What Could Have Been Done to Prevent the Barings Bank Collapse?
Preventing the collapse of Barings Bank comes down to oversight. If there were one or two astute managers monitoring the trades of their trading departments, Leeson probably would have never taken the chance. His ability to place the speculative trades was based on the ease in which he could hide the trades and, in the end, the enormous losses.

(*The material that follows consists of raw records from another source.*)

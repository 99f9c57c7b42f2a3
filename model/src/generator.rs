#![deny(missing_docs)]

//! # Schema Assembly
//!
//! Converts a registered model's declared rules plus its manually registered
//! property facts into a nested field-definition mapping.
//!
//! The automatic pass walks the model descriptor; the manual-fact overlay
//! always runs after it, so manual options win per-key. `Timestamp`-kind
//! facts remove their field from the mapping entirely.

use crate::error::{ModelError, ModelResult};
use crate::metadata::{ModelMetadataStorage, PropertyFactKind};
use crate::registry::{ModelRegistry, NestedKind, PropertyFormat, PropertyRule, PropertyShape};
use crate::schema::{FieldDefinition, FieldMapping, FieldType, NestedSchema};

/// Assembles the field mapping for a registered model.
///
/// The root model must be known to the registry or have at least one
/// registered property fact; nested models degrade to empty mappings when
/// unknown rather than failing.
///
/// # Arguments
///
/// * `registry` - Declared model descriptors.
/// * `storage` - Manually registered property facts.
/// * `model` - Name of the root model.
///
/// # Returns
///
/// * `FieldMapping` - The assembled nested field-definition mapping.
pub fn to_model_schema(
    registry: &ModelRegistry,
    storage: &ModelMetadataStorage,
    model: &str,
) -> ModelResult<FieldMapping> {
    if registry.get(model).is_none() && storage.find_properties_for_model(model).is_empty() {
        return Err(ModelError::UnknownModel(model.to_string()));
    }
    Ok(assemble_model(registry, storage, model))
}

/// Assembles one model, degrading silently when the descriptor is unknown.
fn assemble_model(
    registry: &ModelRegistry,
    storage: &ModelMetadataStorage,
    model: &str,
) -> FieldMapping {
    let mut mapping = FieldMapping::new();

    // 1. Automatic pass over the declared rules.
    if let Some(descriptor) = registry.get(model) {
        for (name, rule) in &descriptor.properties {
            let required = descriptor.required.iter().any(|r| r == name);
            let mut field = FieldDefinition::of_type(resolve_field_type(rule), required);
            field.schema = resolve_nested_schema(registry, storage, model, name, rule);
            mapping.insert(name.clone(), field);
        }
    }

    // 2. Manual-fact overlay; must stay after the automatic pass.
    for fact in storage.find_properties_for_model(model) {
        if fact.kind == PropertyFactKind::Timestamp {
            // Timestamp fields are handled by generated behavior outside
            // this mapping.
            mapping.shift_remove(&fact.name);
            continue;
        }
        let entry = mapping
            .entry(fact.name.clone())
            .or_insert_with(|| FieldDefinition::of_type(FieldType::String, true));
        if let Some(options) = &fact.options {
            entry.apply_options(options);
        }
    }

    mapping
}

/// Maps a declared rule to its semantic field type.
fn resolve_field_type(rule: &PropertyRule) -> FieldType {
    match &rule.shape {
        PropertyShape::Str => match rule.format {
            Some(PropertyFormat::DateTime) => FieldType::Date,
            None => FieldType::String,
        },
        PropertyShape::Number | PropertyShape::Integer => FieldType::Number,
        PropertyShape::Boolean => FieldType::Boolean,
        PropertyShape::Array => FieldType::Array,
        PropertyShape::Object | PropertyShape::Reference(_) => FieldType::Object,
    }
}

/// Resolves the nested schema of a composite field, if any.
fn resolve_nested_schema(
    registry: &ModelRegistry,
    storage: &ModelMetadataStorage,
    model: &str,
    name: &str,
    rule: &PropertyRule,
) -> Option<NestedSchema> {
    match &rule.shape {
        PropertyShape::Array => {
            let child = resolve_element_model(storage, model, name, rule)?;
            Some(NestedSchema::Items(assemble_model(
                registry, storage, &child,
            )))
        }
        PropertyShape::Object | PropertyShape::Reference(_) => {
            let child = resolve_object_model(rule)?;
            Some(NestedSchema::Fields(assemble_model(
                registry, storage, &child,
            )))
        }
        _ => None,
    }
}

/// Locates the element model of an array field.
///
/// Priority: explicit `Type`-fact option, declared element thunk, the
/// nested-validation target, the declared native type. Absence of all four
/// leaves the array without a nested schema.
fn resolve_element_model(
    storage: &ModelMetadataStorage,
    model: &str,
    name: &str,
    rule: &PropertyRule,
) -> Option<String> {
    if let Some(fact) = storage.find_type_property_for_model(model, name) {
        if let Some(target) = fact
            .options
            .as_ref()
            .and_then(|o| o.target_model.as_deref())
        {
            return Some(target.to_string());
        }
    }
    if let Some(element) = rule.element.as_deref() {
        return Some(element.to_string());
    }
    if let Some(nested) = &rule.nested {
        if nested.kind == NestedKind::Validated {
            return Some(nested.target.clone());
        }
    }
    rule.declared.clone()
}

/// Locates the nested model of an object field.
fn resolve_object_model(rule: &PropertyRule) -> Option<String> {
    if let Some(nested) = &rule.nested {
        if nested.kind == NestedKind::Custom {
            return Some(nested.target.clone());
        }
    }
    match &rule.shape {
        PropertyShape::Reference(target) => Some(target.clone()),
        _ => None,
    }
}

#[cfg(test)]
mod tests {
    use super::*;
    use crate::metadata::{PropertyFact, PropertyOptions};
    use crate::registry::ModelDescriptor;
    use crate::schema::mapping_to_value;
    use pretty_assertions::assert_eq;
    use serde_json::json;

    fn user_registry() -> ModelRegistry {
        let mut registry = ModelRegistry::new();
        registry.register(
            ModelDescriptor::new("User")
                .required_property("id", PropertyRule::string())
                .property("age", PropertyRule::number())
                .property("active", PropertyRule::boolean())
                .property("createdAt", PropertyRule::datetime()),
        );
        registry
    }

    #[test]
    fn test_scalar_types_map_from_rules() {
        let registry = user_registry();
        let storage = ModelMetadataStorage::new();
        let mapping = to_model_schema(&registry, &storage, "User").unwrap();

        assert_eq!(
            mapping_to_value(&mapping),
            json!({
                "id": {"type": "String", "required": true},
                "age": {"type": "Number", "required": false},
                "active": {"type": "Boolean", "required": false},
                "createdAt": {"type": "Date", "required": false},
            })
        );
    }

    #[test]
    fn test_validated_and_manual_fields_are_disjoint_union() {
        let registry = user_registry();
        let mut storage = ModelMetadataStorage::new();
        storage.add_property(PropertyFact::add(
            "User",
            "nickname",
            Some(PropertyOptions {
                required: Some(false),
                ..Default::default()
            }),
        ));

        let mapping = to_model_schema(&registry, &storage, "User").unwrap();
        // 4 declared + 1 manual
        assert_eq!(mapping.len(), 5);
        assert!(!mapping.get("nickname").unwrap().required);
    }

    #[test]
    fn test_manual_fields_default_to_required_string() {
        let mut registry = ModelRegistry::new();
        registry.register(ModelDescriptor::new("Audit"));
        let mut storage = ModelMetadataStorage::new();
        storage.add_property(PropertyFact::add("Audit", "actor", None));

        let mapping = to_model_schema(&registry, &storage, "Audit").unwrap();
        let actor = mapping.get("actor").unwrap();
        assert_eq!(actor.field_type, Some(FieldType::String));
        assert!(actor.required);
    }

    #[test]
    fn test_manual_options_win_over_automatic_values() {
        let registry = user_registry();
        let mut storage = ModelMetadataStorage::new();
        storage.add_property(PropertyFact::add(
            "User",
            "id",
            Some(PropertyOptions {
                hash_key: Some(true),
                required: Some(false),
                ..Default::default()
            }),
        ));

        let mapping = to_model_schema(&registry, &storage, "User").unwrap();
        let id = mapping.get("id").unwrap();
        // Manual keys overwrite; untouched keys keep the automatic value.
        assert_eq!(id.hash_key, Some(true));
        assert!(!id.required);
        assert_eq!(id.field_type, Some(FieldType::String));
    }

    #[test]
    fn test_timestamp_facts_exclude_fields() {
        let registry = user_registry();
        let mut storage = ModelMetadataStorage::new();
        storage.add_property(PropertyFact::timestamp("User", "createdAt"));
        // A timestamp for a field that was never auto-detected.
        storage.add_property(PropertyFact::timestamp("User", "updatedAt"));

        let mapping = to_model_schema(&registry, &storage, "User").unwrap();
        assert!(!mapping.contains_key("createdAt"));
        assert!(!mapping.contains_key("updatedAt"));
        assert_eq!(mapping.len(), 3);
    }

    #[test]
    fn test_array_field_recurses_into_element_model() {
        let mut registry = user_registry();
        registry.register(
            ModelDescriptor::new("Order")
                .required_property("total", PropertyRule::number())
                .property(
                    "items",
                    PropertyRule::array().with_validated("LineItem"),
                ),
        );
        registry.register(
            ModelDescriptor::new("LineItem")
                .required_property("sku", PropertyRule::string()),
        );
        let storage = ModelMetadataStorage::new();

        let mapping = to_model_schema(&registry, &storage, "Order").unwrap();
        assert_eq!(
            mapping_to_value(&mapping),
            json!({
                "total": {"type": "Number", "required": true},
                "items": {
                    "type": "Array",
                    "required": false,
                    "schema": [{
                        "type": "Object",
                        "schema": {"sku": {"type": "String", "required": true}},
                    }],
                },
            })
        );
    }

    #[test]
    fn test_type_fact_overrides_element_model() {
        let mut registry = ModelRegistry::new();
        registry.register(
            ModelDescriptor::new("Order")
                .property("items", PropertyRule::array().with_validated("LineItem")),
        );
        registry.register(
            ModelDescriptor::new("Sku").required_property("code", PropertyRule::string()),
        );
        let mut storage = ModelMetadataStorage::new();
        storage.add_property(PropertyFact::typed(
            "Order",
            "items",
            PropertyOptions {
                target_model: Some("Sku".into()),
                ..Default::default()
            },
        ));

        let mapping = to_model_schema(&registry, &storage, "Order").unwrap();
        let rendered = mapping_to_value(&mapping);
        assert_eq!(
            rendered["items"]["schema"][0]["schema"],
            json!({"code": {"type": "String", "required": true}})
        );
    }

    #[test]
    fn test_object_field_recurses_without_wrapper() {
        let mut registry = ModelRegistry::new();
        registry.register(
            ModelDescriptor::new("User")
                .property("address", PropertyRule::object().with_custom("Address")),
        );
        registry.register(
            ModelDescriptor::new("Address")
                .required_property("street", PropertyRule::string()),
        );
        let storage = ModelMetadataStorage::new();

        let mapping = to_model_schema(&registry, &storage, "User").unwrap();
        assert_eq!(
            mapping_to_value(&mapping),
            json!({
                "address": {
                    "type": "Object",
                    "required": false,
                    "schema": {"street": {"type": "String", "required": true}},
                },
            })
        );
    }

    #[test]
    fn test_unknown_child_model_yields_empty_nested_schema() {
        let mut registry = ModelRegistry::new();
        registry.register(
            ModelDescriptor::new("Order")
                .property("items", PropertyRule::array().with_validated("Ghost")),
        );
        let storage = ModelMetadataStorage::new();

        let mapping = to_model_schema(&registry, &storage, "Order").unwrap();
        assert_eq!(
            mapping_to_value(&mapping)["items"]["schema"],
            json!([{"type": "Object", "schema": {}}])
        );
    }

    #[test]
    fn test_unknown_root_model_is_an_error() {
        let registry = ModelRegistry::new();
        let storage = ModelMetadataStorage::new();
        let err = to_model_schema(&registry, &storage, "Ghost").unwrap_err();
        assert!(matches!(err, ModelError::UnknownModel(_)));
    }

    #[test]
    fn test_fact_only_model_assembles_from_facts() {
        let registry = ModelRegistry::new();
        let mut storage = ModelMetadataStorage::new();
        storage.add_property(PropertyFact::add("Legacy", "key", None));

        let mapping = to_model_schema(&registry, &storage, "Legacy").unwrap();
        assert_eq!(mapping.len(), 1);
        assert!(mapping.contains_key("key"));
    }
}
#![deny(missing_docs)]

//! # Route Parsing
//!
//! Pairs every registered action with its controller, parameters and
//! response handlers, and derives the per-route response defaults.

use crate::error::{SpecError, SpecResult};
use crate::metadata::{
    ActionFact, ControllerFact, ControllerKind, ParamFact, ResponseHandlerFact,
    ResponseHandlerKind,
};
use crate::options::SpecOptions;
use crate::storage::MetadataStorage;
use serde_json::{json, Value as JsonValue};

/// All the context for a single route.
#[derive(Debug, Clone)]
pub struct Route<'a> {
    /// The registered action.
    pub action: &'a ActionFact,
    /// The owning controller; `None` when no controller was registered for
    /// the action's target, which fails generation.
    pub controller: Option<&'a ControllerFact>,
    /// Generation options.
    pub options: &'a SpecOptions,
    /// Parameters of the action, sorted by signature position.
    pub params: Vec<&'a ParamFact>,
    /// Response handlers of the action.
    pub response_handlers: Vec<&'a ResponseHandlerFact>,
}

impl<'a> Route<'a> {
    /// Returns the owning controller or the generation error naming the
    /// action.
    pub fn controller(&self) -> SpecResult<&'a ControllerFact> {
        self.controller.ok_or_else(|| {
            SpecError::MissingController(format!(
                "{}.{}",
                self.action.target, self.action.method
            ))
        })
    }
}

/// Parses registered metadata into one route per action.
pub fn parse_routes<'a>(
    storage: &'a MetadataStorage,
    options: &'a SpecOptions,
) -> Vec<Route<'a>> {
    storage
        .actions
        .iter()
        .map(|action| {
            let mut params =
                storage.filter_params_with_target_and_method(&action.target, &action.method);
            params.sort_by_key(|p| p.index);
            Route {
                action,
                controller: storage.controllers.iter().find(|c| c.target == action.target),
                options,
                params,
                response_handlers: storage
                    .filter_response_handlers_with_target_and_method(&action.target, &action.method),
            }
        })
        .collect()
}

/// Returns the response content type of a route.
pub fn get_content_type(route: &Route) -> SpecResult<String> {
    let content_meta = route
        .response_handlers
        .iter()
        .find(|h| h.kind == ResponseHandlerKind::ContentType);
    if let Some(meta) = content_meta {
        if let Some(value) = meta.value.as_str() {
            return Ok(value.to_string());
        }
    }
    let default = match route.controller()?.kind {
        ControllerKind::Json => "application/json",
        ControllerKind::Default => "text/html; charset=utf-8",
    };
    Ok(default.to_string())
}

/// Returns the success status code of a route as a string key.
pub fn get_status_code(route: &Route) -> String {
    let success_meta = route
        .response_handlers
        .iter()
        .find(|h| h.kind == ResponseHandlerKind::SuccessCode);
    match success_meta {
        Some(meta) => match &meta.value {
            JsonValue::String(s) => s.clone(),
            value => value.to_string(),
        },
        None => "200".to_string(),
    }
}

/// Returns the default responses object of a route.
pub fn get_responses(route: &Route) -> SpecResult<JsonValue> {
    let content_type = get_content_type(route)?;
    let success_status = get_status_code(route);

    Ok(json!({
        success_status: {
            "content": { content_type: {} },
            "description": "Successful response",
        }
    }))
}

#[cfg(test)]
mod tests {
    use super::*;
    use pretty_assertions::assert_eq;

    fn options() -> SpecOptions {
        SpecOptions::default()
    }

    #[test]
    fn test_parse_routes_pairs_controller_and_sorts_params() {
        let mut storage = MetadataStorage::new();
        storage.add_controller(ControllerFact::json("UserController", "/users"));
        storage.add_action(ActionFact::get("UserController", "find", "/:id"));
        storage.add_param(ParamFact::query("UserController", "find", 1, "verbose", None));
        storage.add_param(ParamFact::param("UserController", "find", 0, "id"));

        let opts = options();
        let routes = parse_routes(&storage, &opts);
        assert_eq!(routes.len(), 1);
        let route = &routes[0];
        assert_eq!(route.controller.unwrap().target, "UserController");
        assert_eq!(route.params[0].index, 0);
        assert_eq!(route.params[1].index, 1);
    }

    #[test]
    fn test_missing_controller_surfaces_as_error() {
        let mut storage = MetadataStorage::new();
        storage.add_action(ActionFact::get("GhostController", "list", "/"));

        let opts = options();
        let routes = parse_routes(&storage, &opts);
        assert!(routes[0].controller.is_none());
        let err = routes[0].controller().unwrap_err();
        assert!(matches!(err, SpecError::MissingController(_)));
    }

    #[test]
    fn test_json_controller_response_defaults() {
        let mut storage = MetadataStorage::new();
        storage.add_controller(ControllerFact::json("UserController", "/users"));
        storage.add_action(ActionFact::get("UserController", "list", "/"));

        let opts = options();
        let routes = parse_routes(&storage, &opts);
        assert_eq!(
            get_responses(&routes[0]).unwrap(),
            json!({"200": {
                "content": {"application/json": {}},
                "description": "Successful response",
            }})
        );
    }

    #[test]
    fn test_html_default_and_handler_overrides() {
        let mut storage = MetadataStorage::new();
        storage.add_controller(ControllerFact::new("PageController", ""));
        storage.add_action(ActionFact::get("PageController", "render", "/page"));
        storage.add_action(ActionFact::post("PageController", "create", "/page"));
        storage.add_response_handler(ResponseHandlerFact::success_code(
            "PageController",
            "create",
            201,
        ));
        storage.add_response_handler(ResponseHandlerFact::content_type(
            "PageController",
            "create",
            "application/json",
        ));

        let opts = options();
        let routes = parse_routes(&storage, &opts);

        let render = routes.iter().find(|r| r.action.method == "render").unwrap();
        assert_eq!(
            get_content_type(render).unwrap(),
            "text/html; charset=utf-8"
        );
        assert_eq!(get_status_code(render), "200");

        let create = routes.iter().find(|r| r.action.method == "create").unwrap();
        assert_eq!(get_content_type(create).unwrap(), "application/json");
        assert_eq!(get_status_code(create), "201");
    }
}
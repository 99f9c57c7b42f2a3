#![deny(missing_docs)]

//! # Assembled Field Mappings
//!
//! Output structures for the schema assembler: a nested field-definition
//! mapping plus its JSON rendition. Hooks and predicates are runtime-only
//! and are skipped when rendering to JSON.

use crate::metadata::{
    DefaultValue, GetterHook, IndexDefinition, IndexOption, Projection, PropertyOptions,
    SetterHook, Throughput, Validator,
};
use indexmap::IndexMap;
use serde_json::{json, Map, Value as JsonValue};

/// Semantic type of an assembled field.
#[derive(Debug, Clone, Copy, PartialEq, Eq)]
pub enum FieldType {
    /// Text.
    String,
    /// Numeric (integer or floating point).
    Number,
    /// Boolean.
    Boolean,
    /// Date, derived from datetime-formatted text fields.
    Date,
    /// Array composite; carries an `Items` nested schema when resolvable.
    Array,
    /// Object composite, also the fallback for unresolved types.
    Object,
}

impl FieldType {
    /// The document-store type name.
    pub fn as_str(&self) -> &'static str {
        match self {
            FieldType::String => "String",
            FieldType::Number => "Number",
            FieldType::Boolean => "Boolean",
            FieldType::Date => "Date",
            FieldType::Array => "Array",
            FieldType::Object => "Object",
        }
    }
}

/// Ordered mapping of property name to assembled field definition.
pub type FieldMapping = IndexMap<String, FieldDefinition>;

/// Nested schema attached to a composite field.
#[derive(Debug, Clone)]
pub enum NestedSchema {
    /// Array-element schema, rendered as `[{type: Object, schema: …}]`.
    Items(FieldMapping),
    /// Direct nested mapping for object fields.
    Fields(FieldMapping),
}

/// One assembled field definition.
///
/// Invariant: `schema` is populated only when `field_type` is a composite.
#[derive(Debug, Clone, Default)]
pub struct FieldDefinition {
    /// Semantic type.
    pub field_type: Option<FieldType>,
    /// Whether the field is required.
    pub required: bool,
    /// Nested schema for composite fields.
    pub schema: Option<NestedSchema>,
    /// Table hash key flag.
    pub hash_key: Option<bool>,
    /// Table range key flag.
    pub range_key: Option<bool>,
    /// Secondary index declaration.
    pub index: Option<IndexOption>,
    /// Validation constraint.
    pub validate: Option<Validator>,
    /// Read hook.
    pub get: Option<GetterHook>,
    /// Write hook.
    pub set: Option<SetterHook>,
    /// Default value.
    pub default: Option<DefaultValue>,
    /// Apply the default even when a value is present.
    pub force_default: Option<bool>,
    /// Closed set of accepted values.
    pub enum_values: Option<Vec<JsonValue>>,
}

impl FieldDefinition {
    /// A definition with just a type and required flag.
    pub fn of_type(field_type: FieldType, required: bool) -> Self {
        Self {
            field_type: Some(field_type),
            required,
            ..Default::default()
        }
    }

    /// Shallow-merges an option bag onto this definition.
    ///
    /// Every populated option overwrites the existing value for that key;
    /// unset options leave the automatic value in place. This mirrors the
    /// declared priority rule: manual options always win per-key.
    pub fn apply_options(&mut self, options: &PropertyOptions) {
        if let Some(field_type) = options.field_type {
            self.field_type = Some(field_type);
        }
        if let Some(required) = options.required {
            self.required = required;
        }
        if let Some(schema) = &options.schema {
            self.schema = Some(schema.clone());
        }
        if let Some(hash_key) = options.hash_key {
            self.hash_key = Some(hash_key);
        }
        if let Some(range_key) = options.range_key {
            self.range_key = Some(range_key);
        }
        if let Some(index) = &options.index {
            self.index = Some(index.clone());
        }
        if let Some(validate) = &options.validate {
            self.validate = Some(validate.clone());
        }
        if let Some(get) = &options.get {
            self.get = Some(get.clone());
        }
        if let Some(set) = &options.set {
            self.set = Some(set.clone());
        }
        if let Some(default) = &options.default {
            self.default = Some(default.clone());
        }
        if let Some(force_default) = options.force_default {
            self.force_default = Some(force_default);
        }
        if let Some(enum_values) = &options.enum_values {
            self.enum_values = Some(enum_values.clone());
        }
    }

    /// Renders the definition to its JSON form.
    pub fn to_value(&self) -> JsonValue {
        let mut out = Map::new();
        let field_type = self.field_type.unwrap_or(FieldType::Object);
        out.insert("type".into(), json!(field_type.as_str()));
        out.insert("required".into(), json!(self.required));
        if let Some(schema) = &self.schema {
            out.insert("schema".into(), nested_schema_to_value(schema));
        }
        if let Some(hash_key) = self.hash_key {
            out.insert("hashKey".into(), json!(hash_key));
        }
        if let Some(range_key) = self.range_key {
            out.insert("rangeKey".into(), json!(range_key));
        }
        if let Some(index) = &self.index {
            out.insert("index".into(), index_to_value(index));
        }
        if let Some(validate) = &self.validate {
            match validate {
                Validator::Value(v) => {
                    out.insert("validate".into(), v.clone());
                }
                Validator::Pattern(p) => {
                    out.insert("validate".into(), json!(p.as_str()));
                }
                // Predicates have no JSON form.
                Validator::Predicate(_) => {}
            }
        }
        if let Some(DefaultValue::Value(v)) = &self.default {
            out.insert("default".into(), v.clone());
        }
        if let Some(force_default) = self.force_default {
            out.insert("forceDefault".into(), json!(force_default));
        }
        if let Some(enum_values) = &self.enum_values {
            out.insert("enum".into(), JsonValue::Array(enum_values.clone()));
        }
        JsonValue::Object(out)
    }
}

/// Renders a field mapping to its JSON form.
pub fn mapping_to_value(mapping: &FieldMapping) -> JsonValue {
    let mut out = Map::new();
    for (name, definition) in mapping {
        out.insert(name.clone(), definition.to_value());
    }
    JsonValue::Object(out)
}

fn nested_schema_to_value(schema: &NestedSchema) -> JsonValue {
    match schema {
        NestedSchema::Items(fields) => json!([{
            "type": "Object",
            "schema": mapping_to_value(fields),
        }]),
        NestedSchema::Fields(fields) => mapping_to_value(fields),
    }
}

fn index_to_value(index: &IndexOption) -> JsonValue {
    match index {
        IndexOption::Enabled(enabled) => json!(enabled),
        IndexOption::Single(def) => index_definition_to_value(def),
        IndexOption::Many(defs) => {
            JsonValue::Array(defs.iter().map(index_definition_to_value).collect())
        }
    }
}

fn index_definition_to_value(def: &IndexDefinition) -> JsonValue {
    let mut out = Map::new();
    if let Some(name) = &def.name {
        out.insert("name".into(), json!(name));
    }
    if let Some(global) = def.global {
        out.insert("global".into(), json!(global));
    }
    if let Some(range_key) = &def.range_key {
        out.insert("rangeKey".into(), json!(range_key));
    }
    if let Some(project) = &def.project {
        let value = match project {
            Projection::All(all) => json!(all),
            Projection::Attributes(attrs) => json!(attrs),
        };
        out.insert("project".into(), value);
    }
    if let Some(throughput) = &def.throughput {
        let value = match throughput {
            Throughput::OnDemand => json!("ON_DEMAND"),
            Throughput::Fixed(units) => json!(units),
            Throughput::ReadWrite { read, write } => json!({"read": read, "write": write}),
        };
        out.insert("throughput".into(), value);
    }
    JsonValue::Object(out)
}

What Was the Baring Crisis of 1890?
The Baring Crisis of 1890 was a minor and acute recession. The bank was facing bankruptcy after making substantial investments based on the prospering nation of Argentina. However, due to inflation and a bad harvest in 1889, a coup ensued in 1890. Barings tried to cover their losses by borrowing money from other banks but they ended up overextending themselves. The Bank of England along with other banks essentially bailed Barings out in order to avoid a more systemic financial crisis.
The Bottom Line
Barings Bank used to be one of the world's most powerful financial institutions. However, one single trader bankrupted the institution, and it ceased operating in 1995 as Barings Bank. The lack of oversight for the managerial trader, Nick Leeson, has taught a valuable lesson to banks all over the world—keep a watchful eye on your traders.